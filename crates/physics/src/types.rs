use std::fmt;

use glam::{DQuat, DVec3};

/// Link index addressing a body's base.
pub const BASE_LINK: i32 = -1;
/// Link (and joint) index of the cart on a [`Model::GroundCart`] body.
pub const CART_LINK: i32 = 0;
/// Link (and joint) index of the pole on a [`Model::GroundCart`] body.
pub const POLE_LINK: i32 = 1;

/// Opaque handle to a body loaded into a [`World`](crate::World).
///
/// Handles are slot indices. A removed body's slot is handed out again by the
/// next [`load_body`](crate::World::load_body), lowest slot first, so the same
/// sequence of loads and removals always produces the same handles.
///
/// A stale handle is only rejected while its slot is empty. Once the slot is
/// reused the old handle addresses the new body, so drop handles when
/// removing their bodies.
#[derive(Copy, Clone, Debug, PartialEq, Eq, Hash, PartialOrd, Ord)]
pub struct BodyId(pub(crate) u32);

impl BodyId {
    /// Rebuild a handle from its raw value, e.g. one read back from JSON.
    #[must_use]
    pub const fn from_raw(raw: u32) -> Self {
        Self(raw)
    }

    #[must_use]
    pub const fn raw(self) -> u32 {
        self.0
    }

    pub(crate) const fn slot(self) -> usize {
        self.0 as usize
    }
}

impl fmt::Display for BodyId {
    fn fmt(&self, f: &mut fmt::Formatter<'_>) -> fmt::Result {
        write!(f, "#{}", self.0)
    }
}

/// Body models the engine knows how to build.
#[derive(Copy, Clone, Debug, PartialEq, Eq, Hash)]
pub enum Model {
    /// Static ground base carrying a cart (planar joint, link 0) and a pole
    /// (spherical joint, link 1).
    GroundCart,
    /// Static axis-aligned box of walls, floor and ceiling.
    Walls,
    /// Free cube of unit mass.
    Block,
}

impl fmt::Display for Model {
    fn fmt(&self, f: &mut fmt::Formatter<'_>) -> fmt::Result {
        let name = match self {
            Model::GroundCart => "ground_cart",
            Model::Walls => "walls",
            Model::Block => "block",
        };
        f.write_str(name)
    }
}

/// Surface properties used by contact resolution.
#[derive(Copy, Clone, Debug, PartialEq)]
pub struct Material {
    pub restitution: f64,
    pub friction: f64,
}

impl Default for Material {
    fn default() -> Self {
        Self {
            restitution: 0.0,
            friction: 0.5,
        }
    }
}

impl Material {
    /// Perfectly elastic, frictionless surface.
    #[must_use]
    pub const fn bouncy() -> Self {
        Self {
            restitution: 1.0,
            friction: 0.0,
        }
    }
}

/// Reference frame of a force and its application point.
#[derive(Copy, Clone, Debug, PartialEq, Eq)]
pub enum Frame {
    World,
    /// Expressed in the target link's own frame.
    Link,
}

/// Global simulation parameters.
#[derive(Copy, Clone, Debug, PartialEq)]
pub struct PhysParams {
    pub gravity: DVec3,
    /// Duration of one [`step_simulation`](crate::World::step_simulation).
    pub dt: f64,
}

impl Default for PhysParams {
    fn default() -> Self {
        Self {
            gravity: DVec3::new(0.0, 0.0, -9.8),
            dt: 1.0 / 50.0,
        }
    }
}

/// World-frame kinematic state of one link.
#[derive(Copy, Clone, Debug, PartialEq)]
pub struct LinkState {
    pub position: DVec3,
    pub orientation: DQuat,
    pub linear_velocity: DVec3,
    pub angular_velocity: DVec3,
}

/// Joint coordinates, in the frame of the joint's parent link.
#[derive(Copy, Clone, Debug, PartialEq)]
pub enum JointState {
    /// Translational joint: offset and velocity of the child link.
    Planar { position: DVec3, velocity: DVec3 },
    /// Ball joint: child orientation and angular velocity.
    Spherical {
        orientation: DQuat,
        angular_velocity: DVec3,
    },
}

impl JointState {
    pub(crate) const fn kind(&self) -> &'static str {
        match self {
            JointState::Planar { .. } => "planar",
            JointState::Spherical { .. } => "spherical",
        }
    }
}

/// PD motor driving a joint towards a target state.
///
/// The generalized force is `position_gain * position_error + velocity_gain *
/// velocity_error`, clamped per axis to `max_force`. A zero `max_force`
/// leaves the joint free.
#[derive(Copy, Clone, Debug, PartialEq)]
pub struct JointMotor {
    pub target: JointState,
    pub position_gain: f64,
    pub velocity_gain: f64,
    pub max_force: DVec3,
}

impl JointMotor {
    /// Motor that exerts no force, leaving a spherical joint loose.
    #[must_use]
    pub const fn loose_spherical() -> Self {
        Self {
            target: JointState::Spherical {
                orientation: DQuat::IDENTITY,
                angular_velocity: DVec3::ZERO,
            },
            position_gain: 0.0,
            velocity_gain: 0.1,
            max_force: DVec3::ZERO,
        }
    }

    pub(crate) fn clamp(&self, raw: DVec3) -> DVec3 {
        raw.clamp(-self.max_force.abs(), self.max_force.abs())
    }
}

/// Axis-aligned box enclosed by the walls model.
#[derive(Copy, Clone, Debug, PartialEq)]
pub struct WallBox {
    pub min: DVec3,
    pub max: DVec3,
}

impl Default for WallBox {
    fn default() -> Self {
        Self {
            min: DVec3::new(-5.0, -5.0, 0.0),
            max: DVec3::new(5.0, 5.0, 10.0),
        }
    }
}

impl WallBox {
    /// The eight corners: floor ring first, then ceiling ring, each ring
    /// walked counter-clockwise from `(min.x, min.y)`.
    #[must_use]
    pub fn corners(&self) -> [DVec3; 8] {
        let (lo, hi) = (self.min, self.max);
        [
            DVec3::new(lo.x, lo.y, lo.z),
            DVec3::new(hi.x, lo.y, lo.z),
            DVec3::new(hi.x, hi.y, lo.z),
            DVec3::new(lo.x, hi.y, lo.z),
            DVec3::new(lo.x, lo.y, hi.z),
            DVec3::new(hi.x, lo.y, hi.z),
            DVec3::new(hi.x, hi.y, hi.z),
            DVec3::new(lo.x, hi.y, hi.z),
        ]
    }
}
use cartpole::{Env, EnvConfig, EpisodeController, FeatureVector, LookaheadPlanner, ScoreWeights, Scorer};
use criterion::{black_box, criterion_group, criterion_main, Criterion};

fn bench_best_action(c: &mut Criterion) {
    let mut env = EpisodeController::new(EnvConfig::default().with_seed(5));
    let start: FeatureVector = env.reset(None).expect("reset").into();
    let planner = LookaheadPlanner::new(Scorer::new(ScoreWeights::proximity()));

    c.bench_function("best_action_25_rollouts", |b| {
        b.iter(|| planner.best_action(&mut env, black_box(&start)).expect("plan"));
    });
}

fn bench_step(c: &mut Criterion) {
    let mut env = EpisodeController::new(EnvConfig::default().with_seed(5));
    env.reset(None).expect("reset");

    c.bench_function("env_step", |b| {
        b.iter(|| env.step(cartpole::Action::Nothing.into()).expect("step"));
    });
}

criterion_group!(benches, bench_best_action, bench_step);
criterion_main!(benches);
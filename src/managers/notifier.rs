//! Collaborator interfaces of the ticket lifecycle.
//!
//! The lifecycle manager never talks to Discord directly: it asks a
//! [`TicketSurface`] for the channel backing a new ticket and hands closed
//! tickets to every registered [`CloseNotifier`].

use async_trait::async_trait;
use poise::serenity_prelude::{self as serenity, ChannelId, GuildId, UserId};
use thiserror::Error;

use crate::config::Category;
use crate::state::{ArchivedTicket, Priority};

/// Everything needed to open the channel or thread for a new ticket
#[derive(Debug, Clone)]
pub struct SurfaceRequest {
    pub guild_id: GuildId,
    pub user_id: UserId,
    pub ticket_number: u64,
    pub category: Category,
    pub subject: String,
    pub description: String,
    pub priority: Priority,
    /// Open a private thread instead of a channel
    pub as_thread: bool,
    /// Channel the panel lives in (parent of thread tickets)
    pub panel_channel_id: Option<ChannelId>,
    pub panel_image: Option<String>,
}

#[derive(Error, Debug)]
#[error("{message}")]
pub struct SurfaceError {
    pub message: String,
}

impl SurfaceError {
    pub fn new(message: impl Into<String>) -> Self {
        Self {
            message: message.into(),
        }
    }
}

impl From<serenity::Error> for SurfaceError {
    fn from(err: serenity::Error) -> Self {
        Self::new(err.to_string())
    }
}

/// Creates (and, on rollback, removes) the communication surface of a ticket
#[async_trait]
pub trait TicketSurface: Send + Sync {
    /// Open the channel or thread for a ticket and return its id
    async fn open(&self, request: &SurfaceRequest) -> Result<ChannelId, SurfaceError>;

    /// Remove a surface whose ticket could not be recorded
    async fn discard(&self, guild_id: GuildId, channel_id: ChannelId) -> Result<(), SurfaceError>;
}

#[derive(Error, Debug)]
pub enum NotifyError {
    #[error("Discord API error: {0}")]
    Discord(#[from] serenity::Error),

    #[error("{0}")]
    Other(String),
}

/// Receives every successfully closed ticket
#[async_trait]
pub trait CloseNotifier: Send + Sync {
    /// Short name used in logs
    fn name(&self) -> &'static str;

    async fn ticket_closed(
        &self,
        guild_id: GuildId,
        user_id: UserId,
        archived: &ArchivedTicket,
    ) -> Result<(), NotifyError>;
}

/// A rendered transcript file
#[derive(Debug, Clone, PartialEq)]
pub struct Transcript {
    pub filename: String,
    pub body: String,
}

/// Renders the message history of a ticket's surface
#[async_trait]
pub trait TranscriptRenderer: Send + Sync {
    async fn render(&self, archived: &ArchivedTicket) -> Result<Transcript, NotifyError>;
}
use poise::serenity_prelude as serenity;
use tracing::{debug, error, info, warn};

use crate::{Data, Error};

fn guild_report_embed(title: &str, name: &str, guild_id: serenity::GuildId, color: u32) -> serenity::CreateEmbed {
    serenity::CreateEmbed::new()
        .title(title)
        .field("Server", name, true)
        .field("ID", guild_id.to_string(), true)
        .color(color)
        .timestamp(serenity::Timestamp::now())
}

/// Post an embed to the owner webhook, if one is configured
async fn report_to_owner(ctx: &serenity::Context, data: &Data, embed: serenity::CreateEmbed) {
    let Some(url) = data.settings.owner_webhook_url.as_deref() else {
        return;
    };

    let webhook = match serenity::Webhook::from_url(&ctx.http, url).await {
        Ok(webhook) => webhook,
        Err(e) => {
            warn!("Owner webhook is not usable: {}", e);
            return;
        }
    };
    if let Err(e) = webhook
        .execute(&ctx.http, false, serenity::ExecuteWebhook::new().embed(embed))
        .await
    {
        warn!("Failed to report to owner webhook: {}", e);
    }
}

/// Handle when the bot joins a new guild or starts up
pub async fn handle_guild_create(
    ctx: &serenity::Context,
    guild: &serenity::Guild,
    is_new: Option<bool>,
    data: &Data,
) -> Result<(), Error> {
    // Startup replays every guild; only real joins are reported
    if is_new != Some(true) {
        debug!("Guild available: {} ({})", guild.name, guild.id);
        return Ok(());
    }

    info!("Joined guild: {} ({})", guild.name, guild.id);
    let embed = guild_report_embed("📥 Joined server", &guild.name, guild.id, 0x57F287)
        .field("Members", guild.member_count.to_string(), true);
    report_to_owner(ctx, data, embed).await;
    Ok(())
}

/// Handle when the bot is removed from a guild
///
/// Configuration and open tickets are dropped; the archive stays on disk.
pub async fn handle_guild_delete(
    ctx: &serenity::Context,
    incomplete: &serenity::UnavailableGuild,
    full: Option<&serenity::Guild>,
    data: &Data,
) -> Result<(), Error> {
    // An outage is not a removal
    if incomplete.unavailable {
        warn!("Guild {} became unavailable", incomplete.id);
        return Ok(());
    }

    let guild_id = incomplete.id;
    let name = full
        .map(|g| g.name.clone())
        .unwrap_or_else(|| "Unknown".to_string());
    info!("Removed from guild: {} ({})", name, guild_id);

    if let Err(e) = data.store.delete_guild_config(guild_id).await {
        error!("Failed to delete config of guild {}: {}", guild_id, e);
    }
    if let Err(e) = data.store.delete_guild_tickets(guild_id).await {
        error!("Failed to delete tickets of guild {}: {}", guild_id, e);
    }

    let embed = guild_report_embed("📤 Left server", &name, guild_id, 0xED4245);
    report_to_owner(ctx, data, embed).await;
    Ok(())
}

> YOUR ASSIGNMENT
Exactly as they appear, retype the lines from the start of the records through the line containing "back from JSON.".

> COMPLETED EXERCISE
filename crates/physics/src/types.rs
use std::fmt;

use glam::{DQuat, DVec3};

/// Link index addressing a body's base.
pub const BASE_LINK: i32 = -1;
/// Link (and joint) index of the cart on a [`Model::GroundCart`] body.
pub const CART_LINK: i32 = 0;
/// Link (and joint) index of the pole on a [`Model::GroundCart`] body.
pub const POLE_LINK: i32 = 1;

/// Opaque handle to a body loaded into a [`World`](crate::World).
///
/// Handles are slot indices. A removed body's slot is handed out again by the
/// next [`load_body`](crate::World::load_body), lowest slot first, so the same
/// sequence of loads and removals always produces the same handles.
///
/// A stale handle is only rejected while its slot is empty. Once the slot is
/// reused the old handle addresses the new body, so drop handles when
/// removing their bodies.
#[derive(Copy, Clone, Debug, PartialEq, Eq, Hash, PartialOrd, Ord)]
pub struct BodyId(pub(crate) u32);

impl BodyId {
    /// Rebuild a handle from its raw value, e.g. one read back from JSON.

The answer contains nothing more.